TASK TO COMPLETE:
Transcribe the records below exactly.
^^^^
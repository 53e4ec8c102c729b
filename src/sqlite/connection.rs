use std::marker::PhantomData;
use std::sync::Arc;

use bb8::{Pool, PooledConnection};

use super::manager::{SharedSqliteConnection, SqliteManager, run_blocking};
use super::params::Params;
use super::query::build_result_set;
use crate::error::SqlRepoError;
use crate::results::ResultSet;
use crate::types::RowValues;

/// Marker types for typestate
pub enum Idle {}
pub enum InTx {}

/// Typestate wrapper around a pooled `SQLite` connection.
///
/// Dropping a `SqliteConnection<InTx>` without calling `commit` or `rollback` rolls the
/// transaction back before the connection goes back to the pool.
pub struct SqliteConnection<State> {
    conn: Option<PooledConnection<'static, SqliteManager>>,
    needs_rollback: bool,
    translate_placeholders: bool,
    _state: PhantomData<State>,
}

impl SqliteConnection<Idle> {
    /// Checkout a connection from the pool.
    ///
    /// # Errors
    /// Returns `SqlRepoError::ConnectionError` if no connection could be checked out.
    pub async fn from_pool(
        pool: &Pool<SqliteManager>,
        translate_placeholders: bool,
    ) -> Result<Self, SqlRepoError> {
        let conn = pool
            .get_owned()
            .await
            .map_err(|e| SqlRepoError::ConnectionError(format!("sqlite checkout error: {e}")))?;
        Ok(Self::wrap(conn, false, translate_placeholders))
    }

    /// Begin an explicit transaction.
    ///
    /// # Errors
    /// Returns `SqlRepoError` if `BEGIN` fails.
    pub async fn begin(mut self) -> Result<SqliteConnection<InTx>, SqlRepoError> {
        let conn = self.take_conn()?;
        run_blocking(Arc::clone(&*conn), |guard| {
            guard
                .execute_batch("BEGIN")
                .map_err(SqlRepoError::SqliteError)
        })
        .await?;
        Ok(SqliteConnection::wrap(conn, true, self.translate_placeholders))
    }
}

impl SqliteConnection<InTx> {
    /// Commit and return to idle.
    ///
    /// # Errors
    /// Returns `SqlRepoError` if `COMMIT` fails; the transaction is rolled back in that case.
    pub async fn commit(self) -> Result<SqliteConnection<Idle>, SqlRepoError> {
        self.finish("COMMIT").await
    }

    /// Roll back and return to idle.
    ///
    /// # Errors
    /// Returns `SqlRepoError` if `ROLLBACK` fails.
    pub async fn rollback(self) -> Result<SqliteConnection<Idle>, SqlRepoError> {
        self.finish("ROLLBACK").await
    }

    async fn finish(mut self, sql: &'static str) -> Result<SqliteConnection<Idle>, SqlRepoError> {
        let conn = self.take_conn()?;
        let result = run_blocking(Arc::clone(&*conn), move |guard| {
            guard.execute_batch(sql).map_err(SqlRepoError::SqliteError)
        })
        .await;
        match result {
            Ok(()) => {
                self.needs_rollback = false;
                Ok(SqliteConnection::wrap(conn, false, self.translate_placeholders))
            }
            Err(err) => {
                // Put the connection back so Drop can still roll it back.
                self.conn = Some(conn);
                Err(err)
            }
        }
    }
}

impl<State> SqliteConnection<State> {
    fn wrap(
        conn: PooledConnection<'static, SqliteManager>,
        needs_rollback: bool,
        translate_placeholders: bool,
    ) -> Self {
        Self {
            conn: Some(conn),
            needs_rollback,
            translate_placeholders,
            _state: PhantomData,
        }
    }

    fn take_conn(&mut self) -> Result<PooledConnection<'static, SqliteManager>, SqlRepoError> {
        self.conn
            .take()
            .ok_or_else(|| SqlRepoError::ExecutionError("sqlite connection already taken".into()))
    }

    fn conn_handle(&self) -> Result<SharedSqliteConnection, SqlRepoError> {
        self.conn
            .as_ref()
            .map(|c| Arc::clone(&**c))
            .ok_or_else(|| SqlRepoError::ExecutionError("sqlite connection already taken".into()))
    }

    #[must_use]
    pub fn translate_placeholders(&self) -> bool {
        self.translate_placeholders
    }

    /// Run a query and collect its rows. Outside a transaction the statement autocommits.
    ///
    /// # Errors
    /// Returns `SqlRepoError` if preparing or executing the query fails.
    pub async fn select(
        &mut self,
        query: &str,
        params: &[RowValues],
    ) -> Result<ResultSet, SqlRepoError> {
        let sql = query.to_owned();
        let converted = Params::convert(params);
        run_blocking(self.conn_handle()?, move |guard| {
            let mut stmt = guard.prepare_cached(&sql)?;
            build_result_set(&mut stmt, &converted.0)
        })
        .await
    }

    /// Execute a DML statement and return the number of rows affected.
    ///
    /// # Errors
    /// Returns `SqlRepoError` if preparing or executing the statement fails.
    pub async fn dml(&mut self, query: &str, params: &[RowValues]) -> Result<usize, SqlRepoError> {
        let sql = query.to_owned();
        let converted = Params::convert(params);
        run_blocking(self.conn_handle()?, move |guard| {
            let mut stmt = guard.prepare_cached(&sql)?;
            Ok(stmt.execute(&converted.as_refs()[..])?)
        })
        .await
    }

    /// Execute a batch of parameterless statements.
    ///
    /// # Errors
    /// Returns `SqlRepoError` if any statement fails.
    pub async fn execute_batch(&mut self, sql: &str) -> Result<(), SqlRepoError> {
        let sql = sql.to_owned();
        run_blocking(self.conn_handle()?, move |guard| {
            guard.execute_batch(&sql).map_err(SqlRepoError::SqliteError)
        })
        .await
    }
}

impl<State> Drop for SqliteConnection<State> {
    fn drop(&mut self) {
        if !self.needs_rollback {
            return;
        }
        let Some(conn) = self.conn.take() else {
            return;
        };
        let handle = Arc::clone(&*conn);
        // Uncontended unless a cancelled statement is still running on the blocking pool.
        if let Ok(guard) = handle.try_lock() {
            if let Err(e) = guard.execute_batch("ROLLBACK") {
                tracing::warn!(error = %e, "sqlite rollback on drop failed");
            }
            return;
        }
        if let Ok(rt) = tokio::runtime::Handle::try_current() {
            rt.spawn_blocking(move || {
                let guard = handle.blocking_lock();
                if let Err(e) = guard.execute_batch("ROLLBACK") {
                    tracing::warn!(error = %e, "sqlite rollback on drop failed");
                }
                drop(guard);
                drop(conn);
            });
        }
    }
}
^^^^
SOLVED PROBLEM:
repository 53e4ec8c102c729b
filename src/sqlite/connection.rs
use std::marker::PhantomData;
use std::sync::Arc;

use bb8::{Pool, PooledConnection};

use super::manager::{SharedSqliteConnection, SqliteManager, run_blocking};
use super::params::Params;
use super::query::build_result_set;
use crate::error::SqlRepoError;
use crate::results::ResultSet;
use crate::types::RowValues;

/// Marker types for typestate
pub enum Idle {}
pub enum InTx {}

/// Typestate wrapper around a pooled `SQLite` connection.
///
/// Dropping a `SqliteConnection<InTx>` without calling `commit` or `rollback` rolls the
/// transaction back before the connection goes back to the pool.
pub struct SqliteConnection<State> {
    conn: Option<PooledConnection<'static, SqliteManager>>,
    needs_rollback: bool,
    translate_placeholders: bool,
    _state: PhantomData<State>,
}

impl SqliteConnection<Idle> {
    /// Checkout a connection from the pool.
    ///
    /// # Errors
    /// Returns `SqlRepoError::ConnectionError` if no connection could be checked out.
    pub async fn from_pool(
        pool: &Pool<SqliteManager>,
        translate_placeholders: bool,
    ) -> Result<Self, SqlRepoError> {
        let conn = pool
            .get_owned()
            .await
            .map_err(|e| SqlRepoError::ConnectionError(format!("sqlite checkout error: {e}")))?;
        Ok(Self::wrap(conn, false, translate_placeholders))
    }

    /// Begin an explicit transaction.
    ///
    /// # Errors
    /// Returns `SqlRepoError` if `BEGIN` fails.
    pub async fn begin(mut self) -> Result<SqliteConnection<InTx>, SqlRepoError> {
        let conn = self.take_conn()?;
        run_blocking(Arc::clone(&*conn), |guard| {
            guard
                .execute_batch("BEGIN")
                .map_err(SqlRepoError::SqliteError)
        })
        .await?;
        Ok(SqliteConnection::wrap(conn, true, self.translate_placeholders))
    }
}

impl SqliteConnection<InTx> {
    /// Commit and return to idle.
    ///
    /// # Errors
    /// Returns `SqlRepoError` if `COMMIT` fails; the transaction is rolled back in that case.
    pub async fn commit(self) -> Result<SqliteConnection<Idle>, SqlRepoError> {
        self.finish("COMMIT").await
    }

    /// Roll back and return to idle.
    ///
    /// # Errors
    /// Returns `SqlRepoError` if `ROLLBACK` fails.
    pub async fn rollback(self) -> Result<SqliteConnection<Idle>, SqlRepoError> {
        self.finish("ROLLBACK").await
    }

    async fn finish(mut self, sql: &'static str) -> Result<SqliteConnection<Idle>, SqlRepoError> {
        let conn = self.take_conn()?;
        let result = run_blocking(Arc::clone(&*conn), move |guard| {
            guard.execute_batch(sql).map_err(SqlRepoError::SqliteError)
        })
        .await;
        match result {
            Ok(()) => {
                self.needs_rollback = false;
                Ok(SqliteConnection::wrap(conn, false, self.translate_placeholders))
            }
            Err(err) => {
                // Put the connection back so Drop can still roll it back.
                self.conn = Some(conn);
                Err(err)
            }
        }
    }
}

impl<State> SqliteConnection<State> {
    fn wrap(
        conn: PooledConnection<'static, SqliteManager>,
        needs_rollback: bool,
        translate_placeholders: bool,
    ) -> Self {
        Self {
            conn: Some(conn),
            needs_rollback,
            translate_placeholders,
            _state: PhantomData,
        }
    }

    fn take_conn(&mut self) -> Result<PooledConnection<'static, SqliteManager>, SqlRepoError> {
        self.conn
            .take()
            .ok_or_else(|| SqlRepoError::ExecutionError("sqlite connection already taken".into()))
    }

    fn conn_handle(&self) -> Result<SharedSqliteConnection, SqlRepoError> {
        self.conn
            .as_ref()
            .map(|c| Arc::clone(&**c))
            .ok_or_else(|| SqlRepoError::ExecutionError("sqlite connection already taken".into()))
    }

    #[must_use]
    pub fn translate_placeholders(&self) -> bool {
        self.translate_placeholders
    }

    /// Run a query and collect its rows. Outside a transaction the statement autocommits.
    ///
    /// # Errors
    /// Returns `SqlRepoError` if preparing or executing the query fails.
    pub async fn select(
        &mut self,
        query: &str,
        params: &[RowValues],
    ) -> Result<ResultSet, SqlRepoError> {
        let sql = query.to_owned();
        let converted = Params::convert(params);
        run_blocking(self.conn_handle()?, move |guard| {
            let mut stmt = guard.prepare_cached(&sql)?;
            build_result_set(&mut stmt, &converted.0)
        })
        .await
    }

    /// Execute a DML statement and return the number of rows affected.
    ///
    /// # Errors
    /// Returns `SqlRepoError` if preparing or executing the statement fails.
    pub async fn dml(&mut self, query: &str, params: &[RowValues]) -> Result<usize, SqlRepoError> {
        let sql = query.to_owned();
        let converted = Params::convert(params);
        run_blocking(self.conn_handle()?, move |guard| {
            let mut stmt = guard.prepare_cached(&sql)?;
            Ok(stmt.execute(&converted.as_refs()[..])?)
        })
        .await
    }

    /// Execute a batch of parameterless statements.
    ///
    /// # Errors
    /// Returns `SqlRepoError` if any statement fails.
    pub async fn execute_batch(&mut self, sql: &str) -> Result<(), SqlRepoError> {
        let sql = sql.to_owned();
        run_blocking(self.conn_handle()?, move |guard| {
            guard.execute_batch(&sql).map_err(SqlRepoError::SqliteError)
        })
        .await
    }
}

impl<State> Drop for SqliteConnection<State> {
    fn drop(&mut self) {
        if !self.needs_rollback {
            return;
        }
        let Some(conn) = self.conn.take() else {
            return;
        };
        let handle = Arc::clone(&*conn);
        // Uncontended unless a cancelled statement is still running on the blocking pool.
        if let Ok(guard) = handle.try_lock() {
            if let Err(e) = guard.execute_batch("ROLLBACK") {
                tracing::warn!(error = %e, "sqlite rollback on drop failed");
            }
            return;
        }
        if let Ok(rt) = tokio::runtime::Handle::try_current() {
            rt.spawn_blocking(move || {
                let guard = handle.blocking_lock();
                if let Err(e) = guard.execute_batch("ROLLBACK") {
                    tracing::warn!(error = %e, "sqlite rollback on drop failed");
                }
                drop(guard);
                drop(conn);
            });
        }
    }
}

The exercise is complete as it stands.